--- Records to use ---

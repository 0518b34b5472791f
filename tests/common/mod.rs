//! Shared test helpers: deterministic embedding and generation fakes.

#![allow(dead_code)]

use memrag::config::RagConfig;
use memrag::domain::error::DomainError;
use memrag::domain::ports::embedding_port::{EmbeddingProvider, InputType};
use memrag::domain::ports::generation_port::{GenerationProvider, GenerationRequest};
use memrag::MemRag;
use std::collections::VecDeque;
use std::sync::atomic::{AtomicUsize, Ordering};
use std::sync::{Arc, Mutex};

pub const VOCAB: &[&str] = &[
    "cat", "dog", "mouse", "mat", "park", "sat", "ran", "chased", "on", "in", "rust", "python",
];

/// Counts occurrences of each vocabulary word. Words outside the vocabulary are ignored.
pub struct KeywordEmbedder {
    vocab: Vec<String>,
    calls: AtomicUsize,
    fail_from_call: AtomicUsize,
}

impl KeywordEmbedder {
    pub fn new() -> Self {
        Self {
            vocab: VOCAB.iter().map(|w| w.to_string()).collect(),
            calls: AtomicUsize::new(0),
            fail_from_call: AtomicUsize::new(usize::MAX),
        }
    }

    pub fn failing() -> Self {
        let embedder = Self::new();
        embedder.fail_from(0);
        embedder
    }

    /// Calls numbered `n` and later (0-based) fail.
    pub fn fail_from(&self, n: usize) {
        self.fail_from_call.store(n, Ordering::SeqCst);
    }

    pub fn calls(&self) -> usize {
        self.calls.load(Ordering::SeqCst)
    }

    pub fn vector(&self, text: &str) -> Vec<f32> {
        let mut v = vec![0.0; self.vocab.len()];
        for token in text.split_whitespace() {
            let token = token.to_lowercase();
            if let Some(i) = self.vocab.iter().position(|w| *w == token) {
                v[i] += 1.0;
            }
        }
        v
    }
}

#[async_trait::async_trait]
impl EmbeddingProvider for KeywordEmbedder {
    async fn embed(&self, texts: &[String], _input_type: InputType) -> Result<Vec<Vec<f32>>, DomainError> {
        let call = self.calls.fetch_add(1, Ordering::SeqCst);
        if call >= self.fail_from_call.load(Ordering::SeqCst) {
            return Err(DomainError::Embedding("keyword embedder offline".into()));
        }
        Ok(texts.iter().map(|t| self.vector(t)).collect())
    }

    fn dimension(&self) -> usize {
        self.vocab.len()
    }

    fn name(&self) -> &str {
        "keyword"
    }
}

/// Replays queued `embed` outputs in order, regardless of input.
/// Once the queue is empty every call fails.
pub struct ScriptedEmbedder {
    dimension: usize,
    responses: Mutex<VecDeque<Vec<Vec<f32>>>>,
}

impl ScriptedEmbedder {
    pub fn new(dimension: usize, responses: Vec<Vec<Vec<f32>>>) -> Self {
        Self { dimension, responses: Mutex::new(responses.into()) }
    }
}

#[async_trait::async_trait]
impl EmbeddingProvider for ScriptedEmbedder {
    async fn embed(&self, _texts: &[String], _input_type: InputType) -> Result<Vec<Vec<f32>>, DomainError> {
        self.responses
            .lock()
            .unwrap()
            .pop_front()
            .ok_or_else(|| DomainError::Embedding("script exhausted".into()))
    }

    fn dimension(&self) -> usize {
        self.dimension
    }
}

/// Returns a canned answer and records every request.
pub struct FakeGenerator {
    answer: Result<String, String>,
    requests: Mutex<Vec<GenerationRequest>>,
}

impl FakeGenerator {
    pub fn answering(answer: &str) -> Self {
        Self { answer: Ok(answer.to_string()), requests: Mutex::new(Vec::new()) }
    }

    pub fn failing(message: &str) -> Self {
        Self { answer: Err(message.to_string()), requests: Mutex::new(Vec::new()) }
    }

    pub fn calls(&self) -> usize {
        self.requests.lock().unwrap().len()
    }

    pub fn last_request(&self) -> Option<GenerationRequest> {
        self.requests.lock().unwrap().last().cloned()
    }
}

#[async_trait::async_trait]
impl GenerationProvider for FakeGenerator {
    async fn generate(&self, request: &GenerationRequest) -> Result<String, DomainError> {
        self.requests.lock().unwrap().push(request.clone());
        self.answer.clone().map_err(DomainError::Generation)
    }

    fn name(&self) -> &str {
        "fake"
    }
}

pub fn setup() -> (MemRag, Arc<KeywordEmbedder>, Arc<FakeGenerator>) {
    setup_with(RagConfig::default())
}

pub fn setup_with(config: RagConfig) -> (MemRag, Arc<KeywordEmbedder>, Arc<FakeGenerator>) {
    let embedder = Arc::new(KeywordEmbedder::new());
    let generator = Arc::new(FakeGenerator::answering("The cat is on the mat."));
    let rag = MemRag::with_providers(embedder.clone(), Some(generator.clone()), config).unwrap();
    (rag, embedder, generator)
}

---

Look above for the line holding "dimension, responses: Mutex::new(responses.into())" and the line holding "records every request.", then output exactly those two lines and every line between them, nothing more.

        Self { dimension, responses: Mutex::new(responses.into()) }
    }
}

#[async_trait::async_trait]
impl EmbeddingProvider for ScriptedEmbedder {
    async fn embed(&self, _texts: &[String], _input_type: InputType) -> Result<Vec<Vec<f32>>, DomainError> {
        self.responses
            .lock()
            .unwrap()
            .pop_front()
            .ok_or_else(|| DomainError::Embedding("script exhausted".into()))
    }

    fn dimension(&self) -> usize {
        self.dimension
    }
}

/// Returns a canned answer and records every request.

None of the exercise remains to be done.